Autor: de Galan-Roosen AE; Department of Obstetrics and Gynaecology, TweeSteden Hospital, P.O. Box 90107, 5000 LA Tilburg, The Netherlands. de.galan@12move.nl, Kuijpers JC, van der Straaten PJ, Merkus JM
Jazyk: angličtina
Zdroj: European journal of obstetrics, gynecology, and reproductive biology [Eur J Obstet Gynecol Reprod Biol] 2002 Jun 10; Vol. 103 (1), pp. 30-6.
DOI: 10.1016/s0301-2115(02)00023-4
Abstrakt: Objective: To validate a newly introduced classification system for the registration of perinatal mortality.
Design: Descriptive.
Setting: Dutch Healthcare region Delft-Westland-Oostland (DWO).
Material and Methods: In a 10-years period (1983-1992), all cases of perinatal death with a birthweight above 500 g (n=239) were included into the study. Six assessors: four gynaecologists and two paediatricians were asked to classify all cases using a classification model proposed by the authors. This model is based on the underlying cause of death using simple principles of obstetrical and neonatal pathology: birth trauma, infection, placenta or cord pathology, pathology of immune tolerance of mother and fetus, congenital malformation of the fetus and complications of a pre-viable delivery. Therefore, we used the term fundamental classification. The six assessors worked independently of each other in classifying all cases of perinatal death, were not involved in the original development of the system and were unaware of the results of the classification of their colleagues. Agreement beyond chance between assessors was calculated using kappa's coefficient for multiple observers and multiple test results.

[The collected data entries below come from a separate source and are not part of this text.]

//! Database layer with `SeaORM` entities and repositories.
//!
//! This crate provides:
//! - `SeaORM` entity definitions
//! - Repository abstractions for data access
//! - Database migrations

pub mod entities;
pub mod migration;
pub mod repositories;

pub use migration::Migrator;
pub use repositories::{
    AccountMovementRepository, CashSessionRepository, ClientRepository, InventoryRepository,
    ProductRepository, ReportRepository, SaleRepository,
};

use std::time::Duration;

use punto_shared::config::DatabaseConfig;
use sea_orm::{ConnectOptions, Database, DatabaseConnection, DbErr};
use sea_orm_migration::MigratorTrait;

/// Establishes a connection to the database.
///
/// # Errors
///
/// Returns an error if the connection cannot be established.
pub async fn connect(database_url: &str) -> Result<DatabaseConnection, DbErr> {
    Database::connect(database_url).await
}

/// Establishes a pooled connection using the application settings.
///
/// # Errors
///
/// Returns an error if the connection cannot be established.
pub async fn connect_with(config: &DatabaseConfig) -> Result<DatabaseConnection, DbErr> {
    let mut options = ConnectOptions::new(config.url.clone());
    options
        .max_connections(config.max_connections)
        .min_connections(config.min_connections)
        .connect_timeout(Duration::from_secs(8))
        .sqlx_logging(false);
    Database::connect(options).await
}

/// Applies all pending migrations.
///
/// # Errors
///
/// Returns an error if a migration fails.
pub async fn run_migrations(db: &DatabaseConnection) -> Result<(), DbErr> {
    Migrator::up(db, None).await
}
//! Sale registration routes.

use axum::{
    Json, Router,
    extract::{Path, Query, State},
    http::StatusCode,
    response::IntoResponse,
    routing::get,
};
use punto_core::cash::PaymentMethod;
use punto_core::documents::{DocumentKind, DocumentStatus, LineInput, NewDocumentInput};
use punto_db::repositories::{DocumentFilter, SaleRepository};
use punto_shared::types::{CashSessionId, ClientId, SaleId};
use serde::Deserialize;

use super::orders::DocumentResponse;
use super::page_request;
use crate::{ApiResult, AppState};

/// Creates the sale routes.
pub fn routes() -> Router<AppState> {
    Router::new()
        .route("/sales", get(list_sales).post(create_sale))
        .route("/sales/{id}", get(get_sale))
}

/// Request body for registering a sale.
#[derive(Debug, Deserialize)]
pub struct CreateSaleRequest {
    /// Customer; required for `ACCOUNT` sales.
    pub client_id: Option<ClientId>,
    /// Register session the sale is rung up on.
    pub cash_session_id: Option<CashSessionId>,
    /// How the customer pays.
    pub payment_method: Option<PaymentMethod>,
    /// Free text.
    pub notes: Option<String>,
    /// Lines sold.
    pub lines: Vec<LineInput>,
}

/// Query parameters for listing sales.
#[derive(Debug, Deserialize)]
pub struct ListSalesQuery {
    /// Only this status.
    pub status: Option<DocumentStatus>,
    /// Only this customer.
    pub client_id: Option<ClientId>,
    /// Page number.
    pub page: Option<u32>,
    /// Page size.
    pub per_page: Option<u32>,
}

/// POST `/sales` - Register a sale.
///
/// Stock, the register session and the customer account are updated in the
/// same transaction as the sale itself.
async fn create_sale(
    State(state): State<AppState>,
    Json(payload): Json<CreateSaleRequest>,
) -> ApiResult<impl IntoResponse> {
    let repo = SaleRepository::new((*state.db).clone());
    let created = repo
        .create_document(NewDocumentInput {
            kind: DocumentKind::Sale,
            client_id: payload.client_id,
            cash_session_id: payload.cash_session_id,
            payment_method: payload.payment_method,
            notes: payload.notes,
            lines: payload.lines,
        })
        .await?;
    Ok((StatusCode::CREATED, Json(DocumentResponse::from(created))))
}

/// GET `/sales` - List sales, newest first.
async fn list_sales(
    State(state): State<AppState>,
    Query(query): Query<ListSalesQuery>,
) -> ApiResult<impl IntoResponse> {
    let repo = SaleRepository::new((*state.db).clone());
    let page = repo
        .list_documents(
            DocumentFilter {
                kinds: vec![DocumentKind::Sale],
                status: query.status,
                client_id: query.client_id,
            },
            page_request(query.page, query.per_page),
        )
        .await?;
    Ok(Json(page))
}

/// GET `/sales/{id}` - Get a sale with its lines.
async fn get_sale(
    State(state): State<AppState>,
    Path(id): Path<SaleId>,
) -> ApiResult<impl IntoResponse> {
    let repo = SaleRepository::new((*state.db).clone());
    let sale = repo.find_document(id, &[DocumentKind::Sale]).await?;
    Ok(Json(DocumentResponse::from(sale)))
}
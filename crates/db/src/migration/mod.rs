//! Database migrations.
//!
//! Migrations are managed using sea-orm-migration. The schema is built with
//! the sea-query builder so it runs on both Postgres and SQLite.

pub use sea_orm_migration::prelude::*;

mod m20260301_000001_catalog;
mod m20260301_000002_ledger;
mod m20260301_000003_documents;

/// Migrator for running database migrations.
pub struct Migrator;

#[async_trait::async_trait]
impl MigratorTrait for Migrator {
    fn migrations() -> Vec<Box<dyn MigrationTrait>> {
        vec![
            Box::new(m20260301_000001_catalog::Migration),
            Box::new(m20260301_000002_ledger::Migration),
            Box::new(m20260301_000003_documents::Migration),
        ]
    }
}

Results: Overall kappa was 0.70 (95% confidence interval (C.I.) 0.68-0.72). Reproducibility was poor for the categories trauma and unclassifiable, fair for the categories infections and placental/cord pathology, and very good to excellent for the categories maternal immune system pathology, congenital malformations and complications of prematurity.
Conclusions: The proposed system showed a good level of agreement and appeared to be simply applicable. It offers a good insight in the underlying cause of death with the possibility for recognising preventive factors in future pregnancies and will enable (inter)national comparisons in causes of perinatal death. A reliable uniform registration of perinatal death based on the underlying causes should be the basis for improvement of the quality of perinatal care.